:: ENTRIES SHOWN ::
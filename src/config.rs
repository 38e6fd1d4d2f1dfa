// src/config.rs
use std::path::{Path, PathBuf};
use std::time::Duration;

use regex::Regex;
use thiserror::Error;

use crate::source::{ExtractionRule, SourceDescriptor};

pub const DEFAULT_POLL_INTERVAL_SECS: u64 = 300;
pub const DEFAULT_FETCH_TIMEOUT_SECS: u64 = 10;

const ENV_SOURCES_PATH: &str = "SOURCES_CONFIG_PATH";
const DEFAULT_SOURCES_PATH: &str = "config/sources.toml";

/// Fatal at startup only; fetch and delivery problems are runtime errors
/// with their own types.
#[derive(Debug, Error)]
pub enum ConfigError {
    #[error("no sources configured ({0})")]
    MissingSources(String),
    #[error("reading {path}: {err}")]
    Io {
        path: String,
        #[source]
        err: std::io::Error,
    },
    #[error("parsing {path}: {err}")]
    Parse {
        path: String,
        #[source]
        err: toml::de::Error,
    },
    #[error("source `{id}`: {reason}")]
    InvalidSource { id: String, reason: String },
}

#[derive(Debug, Clone)]
pub struct MonitorConfig {
    pub poll_interval: Duration,
    pub fetch_timeout: Duration,
    /// Target sink. Absent is allowed: deliveries then fail with
    /// `DeliveryError::NotConfigured` instead of aborting startup.
    pub webhook_url: Option<String>,
    /// Delivery-time switch: send identical content without the
    /// audience-wide tag.
    pub quiet_mode: bool,
    pub sources: Vec<SourceDescriptor>,
}

impl MonitorConfig {
    /// Environment first, then the TOML source list:
    /// 1) $SOURCES_CONFIG_PATH
    /// 2) config/sources.toml
    pub fn from_env() -> Result<Self, ConfigError> {
        let poll_interval =
            Duration::from_secs(env_u64("POLL_INTERVAL_SECS", DEFAULT_POLL_INTERVAL_SECS));
        let fetch_timeout =
            Duration::from_secs(env_u64("FETCH_TIMEOUT_SECS", DEFAULT_FETCH_TIMEOUT_SECS));
        let webhook_url = std::env::var("DISCORD_WEBHOOK_URL")
            .ok()
            .filter(|v| !v.trim().is_empty());
        let quiet_mode = env_flag("QUIET_MODE");

        let sources = load_sources_default()?;
        validate_sources(&sources)?;

        Ok(Self {
            poll_interval,
            fetch_timeout,
            webhook_url,
            quiet_mode,
            sources,
        })
    }
}

fn env_u64(key: &str, default: u64) -> u64 {
    std::env::var(key)
        .ok()
        .and_then(|v| v.parse().ok())
        .unwrap_or(default)
}

fn env_flag(key: &str) -> bool {
    std::env::var(key)
        .ok()
        .is_some_and(|v| matches!(v.to_ascii_lowercase().as_str(), "1" | "true" | "yes"))
}

#[derive(serde::Deserialize)]
struct SourcesFile {
    sources: Vec<SourceDescriptor>,
}

/// Load source descriptors from an explicit TOML path.
pub fn load_sources_from(path: &Path) -> Result<Vec<SourceDescriptor>, ConfigError> {
    let content = std::fs::read_to_string(path).map_err(|err| ConfigError::Io {
        path: path.display().to_string(),
        err,
    })?;
    let file: SourcesFile = toml::from_str(&content).map_err(|err| ConfigError::Parse {
        path: path.display().to_string(),
        err,
    })?;
    Ok(file.sources)
}

/// Load sources using env var + fallback. A missing file is fatal: without
/// source parameters there is nothing to monitor.
pub fn load_sources_default() -> Result<Vec<SourceDescriptor>, ConfigError> {
    if let Ok(p) = std::env::var(ENV_SOURCES_PATH) {
        let pb = PathBuf::from(&p);
        if !pb.exists() {
            return Err(ConfigError::MissingSources(format!(
                "{ENV_SOURCES_PATH} points to non-existent path {p}"
            )));
        }
        return load_sources_from(&pb);
    }
    let fallback = PathBuf::from(DEFAULT_SOURCES_PATH);
    if fallback.exists() {
        return load_sources_from(&fallback);
    }
    Err(ConfigError::MissingSources(format!(
        "set {ENV_SOURCES_PATH} or provide {DEFAULT_SOURCES_PATH}"
    )))
}

pub fn validate_sources(sources: &[SourceDescriptor]) -> Result<(), ConfigError> {
    if sources.is_empty() {
        return Err(ConfigError::MissingSources("empty source list".into()));
    }
    for s in sources {
        if s.id.trim().is_empty() {
            return Err(ConfigError::InvalidSource {
                id: s.title.clone(),
                reason: "missing id".into(),
            });
        }
        if s.url.trim().is_empty() {
            return Err(ConfigError::InvalidSource {
                id: s.id.clone(),
                reason: "missing endpoint url".into(),
            });
        }
        match &s.rule {
            ExtractionRule::AppStoreLookup { bundle_id } if bundle_id.trim().is_empty() => {
                return Err(ConfigError::InvalidSource {
                    id: s.id.clone(),
                    reason: "missing bundle_id".into(),
                });
            }
            ExtractionRule::PagePattern { pattern } => {
                if let Err(e) = Regex::new(pattern) {
                    return Err(ConfigError::InvalidSource {
                        id: s.id.clone(),
                        reason: format!("invalid pattern: {e}"),
                    });
                }
            }
            _ => {}
        }
    }
    let mut ids: Vec<&str> = sources.iter().map(|s| s.id.as_str()).collect();
    ids.sort_unstable();
    ids.dedup();
    if ids.len() != sources.len() {
        return Err(ConfigError::MissingSources("duplicate source ids".into()));
    }
    Ok(())
}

:: WHAT NEEDS TO BE DONE ::
All entries are to be returned word for word.

:: WRITTEN SOLUTION ::
filename src/config.rs
repository 38e6fd1d4d2f1dfa
// src/config.rs
use std::path::{Path, PathBuf};
use std::time::Duration;

use regex::Regex;
use thiserror::Error;

use crate::source::{ExtractionRule, SourceDescriptor};

pub const DEFAULT_POLL_INTERVAL_SECS: u64 = 300;
pub const DEFAULT_FETCH_TIMEOUT_SECS: u64 = 10;

const ENV_SOURCES_PATH: &str = "SOURCES_CONFIG_PATH";
const DEFAULT_SOURCES_PATH: &str = "config/sources.toml";

/// Fatal at startup only; fetch and delivery problems are runtime errors
/// with their own types.
#[derive(Debug, Error)]
pub enum ConfigError {
    #[error("no sources configured ({0})")]
    MissingSources(String),
    #[error("reading {path}: {err}")]
    Io {
        path: String,
        #[source]
        err: std::io::Error,
    },
    #[error("parsing {path}: {err}")]
    Parse {
        path: String,
        #[source]
        err: toml::de::Error,
    },
    #[error("source `{id}`: {reason}")]
    InvalidSource { id: String, reason: String },
}

#[derive(Debug, Clone)]
pub struct MonitorConfig {
    pub poll_interval: Duration,
    pub fetch_timeout: Duration,
    /// Target sink. Absent is allowed: deliveries then fail with
    /// `DeliveryError::NotConfigured` instead of aborting startup.
    pub webhook_url: Option<String>,
    /// Delivery-time switch: send identical content without the
    /// audience-wide tag.
    pub quiet_mode: bool,
    pub sources: Vec<SourceDescriptor>,
}

impl MonitorConfig {
    /// Environment first, then the TOML source list:
    /// 1) $SOURCES_CONFIG_PATH
    /// 2) config/sources.toml
    pub fn from_env() -> Result<Self, ConfigError> {
        let poll_interval =
            Duration::from_secs(env_u64("POLL_INTERVAL_SECS", DEFAULT_POLL_INTERVAL_SECS));
        let fetch_timeout =
            Duration::from_secs(env_u64("FETCH_TIMEOUT_SECS", DEFAULT_FETCH_TIMEOUT_SECS));
        let webhook_url = std::env::var("DISCORD_WEBHOOK_URL")
            .ok()
            .filter(|v| !v.trim().is_empty());
        let quiet_mode = env_flag("QUIET_MODE");

        let sources = load_sources_default()?;
        validate_sources(&sources)?;

        Ok(Self {
            poll_interval,
            fetch_timeout,
            webhook_url,
            quiet_mode,
            sources,
        })
    }
}

fn env_u64(key: &str, default: u64) -> u64 {
    std::env::var(key)
        .ok()
        .and_then(|v| v.parse().ok())
        .unwrap_or(default)
}

fn env_flag(key: &str) -> bool {
    std::env::var(key)
        .ok()
        .is_some_and(|v| matches!(v.to_ascii_lowercase().as_str(), "1" | "true" | "yes"))
}

#[derive(serde::Deserialize)]
struct SourcesFile {
    sources: Vec<SourceDescriptor>,
}

/// Load source descriptors from an explicit TOML path.
pub fn load_sources_from(path: &Path) -> Result<Vec<SourceDescriptor>, ConfigError> {
    let content = std::fs::read_to_string(path).map_err(|err| ConfigError::Io {
        path: path.display().to_string(),
        err,
    })?;
    let file: SourcesFile = toml::from_str(&content).map_err(|err| ConfigError::Parse {
        path: path.display().to_string(),
        err,
    })?;
    Ok(file.sources)
}

/// Load sources using env var + fallback. A missing file is fatal: without
/// source parameters there is nothing to monitor.
pub fn load_sources_default() -> Result<Vec<SourceDescriptor>, ConfigError> {
    if let Ok(p) = std::env::var(ENV_SOURCES_PATH) {
        let pb = PathBuf::from(&p);
        if !pb.exists() {
            return Err(ConfigError::MissingSources(format!(
                "{ENV_SOURCES_PATH} points to non-existent path {p}"
            )));
        }
        return load_sources_from(&pb);
    }
    let fallback = PathBuf::from(DEFAULT_SOURCES_PATH);
    if fallback.exists() {
        return load_sources_from(&fallback);
    }
    Err(ConfigError::MissingSources(format!(
        "set {ENV_SOURCES_PATH} or provide {DEFAULT_SOURCES_PATH}"
    )))
}

pub fn validate_sources(sources: &[SourceDescriptor]) -> Result<(), ConfigError> {
    if sources.is_empty() {
        return Err(ConfigError::MissingSources("empty source list".into()));
    }
    for s in sources {
        if s.id.trim().is_empty() {
            return Err(ConfigError::InvalidSource {
                id: s.title.clone(),
                reason: "missing id".into(),
            });
        }
        if s.url.trim().is_empty() {
            return Err(ConfigError::InvalidSource {
                id: s.id.clone(),
                reason: "missing endpoint url".into(),
            });
        }
        match &s.rule {
            ExtractionRule::AppStoreLookup { bundle_id } if bundle_id.trim().is_empty() => {
                return Err(ConfigError::InvalidSource {
                    id: s.id.clone(),
                    reason: "missing bundle_id".into(),
                });
            }
            ExtractionRule::PagePattern { pattern } => {
                if let Err(e) = Regex::new(pattern) {
                    return Err(ConfigError::InvalidSource {
                        id: s.id.clone(),
                        reason: format!("invalid pattern: {e}"),
                    });
                }
            }
            _ => {}
        }
    }
    let mut ids: Vec<&str> = sources.iter().map(|s| s.id.as_str()).collect();
    ids.sort_unstable();
    ids.dedup();
    if ids.len() != sources.len() {
        return Err(ConfigError::MissingSources("duplicate source ids".into()));
    }
    Ok(())
}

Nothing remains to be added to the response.